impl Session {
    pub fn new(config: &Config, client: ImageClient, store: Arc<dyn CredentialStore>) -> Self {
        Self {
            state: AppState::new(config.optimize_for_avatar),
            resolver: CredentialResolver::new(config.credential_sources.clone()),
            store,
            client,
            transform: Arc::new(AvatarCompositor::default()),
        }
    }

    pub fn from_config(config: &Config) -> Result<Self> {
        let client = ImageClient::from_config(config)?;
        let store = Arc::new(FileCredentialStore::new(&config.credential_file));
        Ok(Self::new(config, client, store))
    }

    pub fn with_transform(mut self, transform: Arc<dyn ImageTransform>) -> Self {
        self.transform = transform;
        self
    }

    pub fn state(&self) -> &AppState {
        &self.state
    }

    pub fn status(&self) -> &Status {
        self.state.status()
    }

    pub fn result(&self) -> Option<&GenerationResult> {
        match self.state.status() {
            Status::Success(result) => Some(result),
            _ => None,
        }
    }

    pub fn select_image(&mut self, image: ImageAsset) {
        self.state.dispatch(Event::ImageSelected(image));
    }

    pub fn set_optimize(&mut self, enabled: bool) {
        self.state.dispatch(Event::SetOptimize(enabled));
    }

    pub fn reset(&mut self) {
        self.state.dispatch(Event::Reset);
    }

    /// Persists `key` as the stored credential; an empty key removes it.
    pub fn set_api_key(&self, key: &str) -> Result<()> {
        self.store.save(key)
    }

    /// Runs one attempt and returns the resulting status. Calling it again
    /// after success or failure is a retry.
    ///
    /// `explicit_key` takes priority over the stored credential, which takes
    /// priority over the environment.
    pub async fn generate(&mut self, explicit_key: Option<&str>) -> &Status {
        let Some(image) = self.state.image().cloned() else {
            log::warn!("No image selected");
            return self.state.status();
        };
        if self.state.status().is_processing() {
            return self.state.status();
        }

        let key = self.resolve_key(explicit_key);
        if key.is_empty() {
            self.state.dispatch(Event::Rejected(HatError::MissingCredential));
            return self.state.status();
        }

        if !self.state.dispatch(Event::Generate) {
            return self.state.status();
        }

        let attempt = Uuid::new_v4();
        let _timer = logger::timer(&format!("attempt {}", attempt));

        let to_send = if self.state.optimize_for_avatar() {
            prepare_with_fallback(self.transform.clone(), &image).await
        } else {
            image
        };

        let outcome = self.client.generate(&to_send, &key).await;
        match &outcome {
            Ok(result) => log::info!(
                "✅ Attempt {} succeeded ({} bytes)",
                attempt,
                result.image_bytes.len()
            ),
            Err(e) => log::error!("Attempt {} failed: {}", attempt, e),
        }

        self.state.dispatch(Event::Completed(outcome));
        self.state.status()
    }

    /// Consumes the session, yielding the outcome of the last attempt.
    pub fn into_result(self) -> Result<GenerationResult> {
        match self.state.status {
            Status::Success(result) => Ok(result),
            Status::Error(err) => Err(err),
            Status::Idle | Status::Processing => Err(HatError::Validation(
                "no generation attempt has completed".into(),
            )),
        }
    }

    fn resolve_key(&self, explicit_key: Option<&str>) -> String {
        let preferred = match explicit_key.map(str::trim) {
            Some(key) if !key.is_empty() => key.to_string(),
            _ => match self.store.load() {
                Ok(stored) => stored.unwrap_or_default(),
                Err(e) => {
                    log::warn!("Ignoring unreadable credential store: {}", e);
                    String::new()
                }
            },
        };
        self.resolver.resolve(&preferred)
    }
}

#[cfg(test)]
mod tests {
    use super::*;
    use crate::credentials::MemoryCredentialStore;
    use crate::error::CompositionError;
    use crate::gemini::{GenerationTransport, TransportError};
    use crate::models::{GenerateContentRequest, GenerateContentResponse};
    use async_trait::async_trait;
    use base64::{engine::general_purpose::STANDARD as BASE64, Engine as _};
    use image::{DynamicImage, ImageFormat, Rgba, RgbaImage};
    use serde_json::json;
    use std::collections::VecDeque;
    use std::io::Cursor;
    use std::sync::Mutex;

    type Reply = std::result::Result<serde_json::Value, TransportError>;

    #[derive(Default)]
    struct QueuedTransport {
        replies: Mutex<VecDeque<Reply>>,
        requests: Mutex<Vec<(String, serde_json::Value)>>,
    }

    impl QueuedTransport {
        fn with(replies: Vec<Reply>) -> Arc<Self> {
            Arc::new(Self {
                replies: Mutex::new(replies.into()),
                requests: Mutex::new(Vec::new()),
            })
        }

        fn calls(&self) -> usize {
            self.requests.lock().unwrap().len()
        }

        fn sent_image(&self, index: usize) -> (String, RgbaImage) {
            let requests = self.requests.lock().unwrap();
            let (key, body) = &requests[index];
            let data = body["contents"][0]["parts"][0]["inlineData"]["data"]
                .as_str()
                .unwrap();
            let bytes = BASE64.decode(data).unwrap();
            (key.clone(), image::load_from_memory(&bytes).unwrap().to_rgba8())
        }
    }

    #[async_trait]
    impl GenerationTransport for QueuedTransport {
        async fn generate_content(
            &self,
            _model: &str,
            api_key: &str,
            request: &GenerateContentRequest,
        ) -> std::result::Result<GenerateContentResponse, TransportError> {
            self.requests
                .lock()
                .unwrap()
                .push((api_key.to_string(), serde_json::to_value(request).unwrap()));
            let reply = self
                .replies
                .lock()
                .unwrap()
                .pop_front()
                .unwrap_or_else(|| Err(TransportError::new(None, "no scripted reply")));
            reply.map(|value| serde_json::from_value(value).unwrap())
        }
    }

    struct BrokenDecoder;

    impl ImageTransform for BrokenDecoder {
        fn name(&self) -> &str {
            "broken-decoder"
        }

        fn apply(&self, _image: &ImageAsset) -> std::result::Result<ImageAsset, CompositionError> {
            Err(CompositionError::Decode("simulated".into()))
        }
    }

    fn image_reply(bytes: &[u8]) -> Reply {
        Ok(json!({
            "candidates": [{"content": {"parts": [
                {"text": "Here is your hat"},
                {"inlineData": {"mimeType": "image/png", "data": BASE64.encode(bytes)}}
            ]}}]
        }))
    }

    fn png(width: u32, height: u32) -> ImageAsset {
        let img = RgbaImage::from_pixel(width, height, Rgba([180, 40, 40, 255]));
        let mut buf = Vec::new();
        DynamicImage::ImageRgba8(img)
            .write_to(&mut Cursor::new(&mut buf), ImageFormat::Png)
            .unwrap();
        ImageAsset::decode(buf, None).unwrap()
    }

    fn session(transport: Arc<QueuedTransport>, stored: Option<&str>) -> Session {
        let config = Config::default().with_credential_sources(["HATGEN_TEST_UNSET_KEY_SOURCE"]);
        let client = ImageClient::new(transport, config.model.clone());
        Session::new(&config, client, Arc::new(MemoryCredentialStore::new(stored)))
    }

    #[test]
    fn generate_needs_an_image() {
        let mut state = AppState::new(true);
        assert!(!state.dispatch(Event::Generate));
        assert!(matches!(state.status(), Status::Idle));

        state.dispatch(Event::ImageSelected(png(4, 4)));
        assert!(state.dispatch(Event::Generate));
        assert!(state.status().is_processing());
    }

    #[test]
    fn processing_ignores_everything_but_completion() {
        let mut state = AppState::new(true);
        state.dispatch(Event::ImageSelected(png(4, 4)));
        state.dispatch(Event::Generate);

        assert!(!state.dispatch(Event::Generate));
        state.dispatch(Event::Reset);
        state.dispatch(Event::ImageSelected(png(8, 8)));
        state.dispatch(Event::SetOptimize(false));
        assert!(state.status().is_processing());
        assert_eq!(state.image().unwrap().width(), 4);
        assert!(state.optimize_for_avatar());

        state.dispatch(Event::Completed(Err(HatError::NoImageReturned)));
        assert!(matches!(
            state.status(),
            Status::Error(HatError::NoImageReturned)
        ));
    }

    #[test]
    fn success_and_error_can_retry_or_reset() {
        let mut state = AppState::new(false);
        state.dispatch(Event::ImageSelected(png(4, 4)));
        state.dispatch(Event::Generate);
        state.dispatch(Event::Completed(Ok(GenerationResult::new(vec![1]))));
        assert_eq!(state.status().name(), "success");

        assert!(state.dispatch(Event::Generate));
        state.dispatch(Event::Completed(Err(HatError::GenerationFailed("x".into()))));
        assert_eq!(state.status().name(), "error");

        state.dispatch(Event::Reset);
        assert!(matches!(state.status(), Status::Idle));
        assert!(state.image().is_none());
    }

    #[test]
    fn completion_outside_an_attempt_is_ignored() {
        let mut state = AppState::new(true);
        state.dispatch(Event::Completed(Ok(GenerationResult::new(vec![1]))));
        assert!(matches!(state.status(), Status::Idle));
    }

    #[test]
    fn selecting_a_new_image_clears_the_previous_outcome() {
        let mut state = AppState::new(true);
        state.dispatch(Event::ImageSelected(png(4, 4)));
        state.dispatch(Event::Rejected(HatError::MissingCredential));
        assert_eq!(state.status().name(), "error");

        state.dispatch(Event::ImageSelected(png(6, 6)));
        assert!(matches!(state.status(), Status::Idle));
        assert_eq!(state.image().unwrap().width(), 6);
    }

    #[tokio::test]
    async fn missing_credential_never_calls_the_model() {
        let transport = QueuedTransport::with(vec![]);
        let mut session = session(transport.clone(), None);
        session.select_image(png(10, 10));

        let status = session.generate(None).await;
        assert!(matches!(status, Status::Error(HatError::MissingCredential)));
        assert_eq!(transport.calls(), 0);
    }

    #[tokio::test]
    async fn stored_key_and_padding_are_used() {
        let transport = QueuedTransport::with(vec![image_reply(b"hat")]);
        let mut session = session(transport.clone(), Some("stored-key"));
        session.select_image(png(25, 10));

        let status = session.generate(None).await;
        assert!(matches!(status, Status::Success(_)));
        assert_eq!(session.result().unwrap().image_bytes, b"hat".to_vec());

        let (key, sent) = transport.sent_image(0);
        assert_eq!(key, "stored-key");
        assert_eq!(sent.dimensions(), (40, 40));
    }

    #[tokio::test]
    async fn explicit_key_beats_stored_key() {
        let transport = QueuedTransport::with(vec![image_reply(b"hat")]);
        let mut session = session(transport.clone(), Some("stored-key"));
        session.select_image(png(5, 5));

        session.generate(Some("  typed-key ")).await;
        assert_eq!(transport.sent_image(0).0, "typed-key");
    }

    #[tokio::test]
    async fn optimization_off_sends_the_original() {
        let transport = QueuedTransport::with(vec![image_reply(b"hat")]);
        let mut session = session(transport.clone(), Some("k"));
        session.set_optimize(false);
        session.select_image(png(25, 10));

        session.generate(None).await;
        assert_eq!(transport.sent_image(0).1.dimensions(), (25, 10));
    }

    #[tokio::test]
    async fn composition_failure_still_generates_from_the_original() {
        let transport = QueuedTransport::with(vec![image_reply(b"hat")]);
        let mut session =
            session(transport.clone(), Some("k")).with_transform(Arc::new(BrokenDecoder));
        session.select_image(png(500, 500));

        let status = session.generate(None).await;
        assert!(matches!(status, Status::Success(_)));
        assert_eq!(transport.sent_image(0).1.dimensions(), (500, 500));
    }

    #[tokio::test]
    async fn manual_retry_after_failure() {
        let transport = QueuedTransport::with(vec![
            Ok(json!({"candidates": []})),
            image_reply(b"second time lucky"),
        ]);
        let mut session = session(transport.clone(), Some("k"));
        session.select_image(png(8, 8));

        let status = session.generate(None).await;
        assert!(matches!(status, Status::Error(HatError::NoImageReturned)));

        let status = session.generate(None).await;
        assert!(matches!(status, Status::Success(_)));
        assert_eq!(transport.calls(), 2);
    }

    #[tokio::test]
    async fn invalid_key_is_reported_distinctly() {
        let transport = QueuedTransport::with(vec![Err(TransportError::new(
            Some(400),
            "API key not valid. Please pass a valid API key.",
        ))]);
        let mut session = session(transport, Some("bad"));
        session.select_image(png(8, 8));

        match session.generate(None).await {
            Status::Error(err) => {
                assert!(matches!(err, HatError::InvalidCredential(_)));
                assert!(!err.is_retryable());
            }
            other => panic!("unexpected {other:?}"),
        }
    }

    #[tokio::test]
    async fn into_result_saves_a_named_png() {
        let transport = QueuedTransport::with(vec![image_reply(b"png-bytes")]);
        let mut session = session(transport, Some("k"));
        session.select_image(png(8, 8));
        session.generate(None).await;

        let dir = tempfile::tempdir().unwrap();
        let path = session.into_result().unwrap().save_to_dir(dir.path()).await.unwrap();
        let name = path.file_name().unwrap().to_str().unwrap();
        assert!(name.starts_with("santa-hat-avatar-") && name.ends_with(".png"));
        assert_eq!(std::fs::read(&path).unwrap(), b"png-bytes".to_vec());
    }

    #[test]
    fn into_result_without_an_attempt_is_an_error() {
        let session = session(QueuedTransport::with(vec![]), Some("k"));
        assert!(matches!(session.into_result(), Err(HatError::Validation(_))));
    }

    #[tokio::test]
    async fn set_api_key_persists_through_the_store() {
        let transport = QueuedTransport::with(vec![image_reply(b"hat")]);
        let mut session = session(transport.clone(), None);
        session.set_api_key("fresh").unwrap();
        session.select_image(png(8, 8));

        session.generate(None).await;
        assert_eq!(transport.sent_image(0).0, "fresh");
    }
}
________________________
_Goal of the exercise_
Find the word "GenerateContentRequest" in the entries and show each line where it is found.

_Result of the exercise_
    use crate::models::{GenerateContentRequest, GenerateContentResponse};
            request: &GenerateContentRequest,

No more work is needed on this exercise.